Vor allem aber schimpfte der Juror über die Verteidigung der allein erziehenden Mutter und stellte klar, dass diese wohl mit einer naiven Jury gerechnet habe. Die Verteidigung habe nicht nur versucht, den KaZaA-Account „Tereastarr“, über dessen Shared-Folder die Musiktitel angeboten wurden, von der Person Jammie Thomas zu distanzieren, obwohl diese nachweislich auch in ihrer E-Mail-Adresse, ihrem MySpace-Profil sowie zum Chatten und Einkaufen via Internet dieses Pseudonym benutzt, laut Hegg habe Thomas ferner der RIAA eine andere Festplatte übergeben, als bei der Feststellung ihres Vergehens im Jahre 2005 verwendet wurde. Zudem wollte die Verteidigung die Möglichkeit schaffen, dass auch ein Hacker in das WLAN von Jammie Thomas hätte eindringen und die Dateien vertreiben können. Thomas nutzte jedoch nachweißlich keinen WLAN-Router. Auch dies habe die Jury davon überzeugt, dass die Mutter zweier Kinder schuldig sei und log.

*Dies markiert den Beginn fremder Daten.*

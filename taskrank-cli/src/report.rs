//! Output rendering: JSON envelopes for machines, a plain table for people.

use anyhow::{Context, Result};
use chrono::NaiveDate;
use clap::ValueEnum;
use serde::Serialize;
use taskrank_core::{
    CycleReport, PriorityBand, ScoreBreakdown, ScoredTask, Strategy, Task, score_task,
};

#[derive(Debug, Clone, Copy, PartialEq, Eq, ValueEnum)]
pub enum Format {
    Json,
    Table,
}

#[derive(Debug, Serialize)]
struct Row<'a> {
    #[serde(flatten)]
    scored: &'a ScoredTask,
    band: PriorityBand,
    #[serde(skip_serializing_if = "Option::is_none")]
    breakdown: Option<ScoreBreakdown>,
}

#[derive(Debug, Serialize)]
struct AnalyzeReport<'a> {
    strategy: Strategy,
    tasks: Vec<Row<'a>>,
}

#[derive(Debug, Serialize)]
struct SuggestReport<'a> {
    message: String,
    strategy: Strategy,
    suggestions: Vec<Row<'a>>,
}

/// Recompute the per-factor breakdown of each ranked task.
///
/// `ranked` must be the complete output of one ranking: its dependencies
/// refer to output positions, so the cycle context is rebuilt from it.
pub fn breakdowns(
    ranked: &[ScoredTask],
    strategy: Strategy,
    today: NaiveDate,
) -> Vec<ScoreBreakdown> {
    let tasks: Vec<Task> = ranked.iter().map(|s| s.task.clone()).collect();
    let cycles = CycleReport::analyze(&tasks);
    ranked
        .iter()
        .map(|s| score_task(&s.task, strategy, today, Some(&cycles)))
        .collect()
}

fn rows<'a>(ranked: &'a [ScoredTask], breakdowns: Option<&[ScoreBreakdown]>) -> Vec<Row<'a>> {
    ranked
        .iter()
        .enumerate()
        .map(|(i, scored)| Row {
            scored,
            band: scored.band(),
            breakdown: breakdowns.and_then(|b| b.get(i).copied()),
        })
        .collect()
}

pub fn print_analysis(
    strategy: Strategy,
    ranked: &[ScoredTask],
    breakdowns: Option<&[ScoreBreakdown]>,
    format: Format,
) -> Result<()> {
    let rows = rows(ranked, breakdowns);
    match format {
        Format::Json => print_json(&AnalyzeReport { strategy, tasks: rows }),
        Format::Table => {
            println!("# Ranked by {strategy}\n");
            print_table(&rows);
            Ok(())
        }
    }
}

pub fn print_suggestions(strategy: Strategy, ranked: &[ScoredTask], format: Format) -> Result<()> {
    let message = format!("Top {} suggested tasks for today", ranked.len());
    let rows = rows(ranked, None);
    match format {
        Format::Json => print_json(&SuggestReport {
            message,
            strategy,
            suggestions: rows,
        }),
        Format::Table => {
            println!("# {message} ({strategy})\n");
            print_table(&rows);
            Ok(())
        }
    }
}

pub fn print_strategies() {
    println!(
        "{:<16} {:>8} {:>11} {:>7} {:>11}",
        "strategy", "urgency", "importance", "effort", "dependency"
    );
    for strategy in Strategy::ALL {
        let w = strategy.weights();
        let marker = if strategy == Strategy::default() { " (default)" } else { "" };
        println!(
            "{:<16} {:>8.2} {:>11.2} {:>7.2} {:>11.2}{marker}",
            strategy.name(),
            w.urgency,
            w.importance,
            w.effort,
            w.dependency
        );
    }
}

fn print_json<T: Serialize>(value: &T) -> Result<()> {
    let json = serde_json::to_string_pretty(value).context("serialize report")?;
    println!("{json}");
    Ok(())
}

fn print_table(rows: &[Row<'_>]) {
    if rows.is_empty() {
        println!("(no tasks)");
        return;
    }
    for (rank, row) in rows.iter().enumerate() {
        println!(
            "{:>3}. [{:<6}] {:>6.2} | {} | {}",
            rank + 1,
            row.band,
            row.scored.priority_score,
            row.scored.title(),
            row.scored.explanation
        );
        if let Some(b) = &row.breakdown {
            println!(
                "       urgency={:.1} importance={:.1} effort={:.2} dependency=x{:.2}{}",
                b.urgency,
                b.importance,
                b.effort,
                b.dependency_multiplier,
                if b.circular { " (circular)" } else { "" }
            );
        }
    }
}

In der Berufung, die Jammie Thomas nun anstrengt und bei der sie unter anderem von der US-Bürgerrechtsorganisation Electronic Frontier Foundation (EFF) unterstützt wird, ist zu erwarten, dass die Verteidigung anzweifeln wird, dass das bloße Anbieten von kopiergeschützten Dateien im Internet ausreiche um das Copyright zu verletzen. So wurde im aktuellen Prozess nicht berücksichtigt, dass die RIAA einen Nachweis dafür, dass die Dateien heruntergeladen wurden, schuldig blieb. Ferner sehe EFF-Anwalt Fred von Lohmann in der „Verbreitung“, wie sie vom US-Copyrightgesetz beschrieben wird, das physische Verteilen von CDs und anderen Medien. Für eine urheberrechtliche Verletzung via Internet gäbe es demnach noch keine Grundlage.

Thomas richtete auch eine Webseite ein, über die Spenden für den Berufungsprozess gesammelt werden. So wurde die Internetseite FreeJammie.com eingerichtet, die laut Thomas' Blog-Eintrag auf der MySpace-Seite künftig über den Stand der Spenden informieren soll. Der Ausgang des Berufungsprozesses könnte bedeutend für weitere Klagen der RIAA gegen private Musikpiraten sein. So hat der US-Tonträgerverband bereits über 20.000 solcher Verfahren eingeleitet.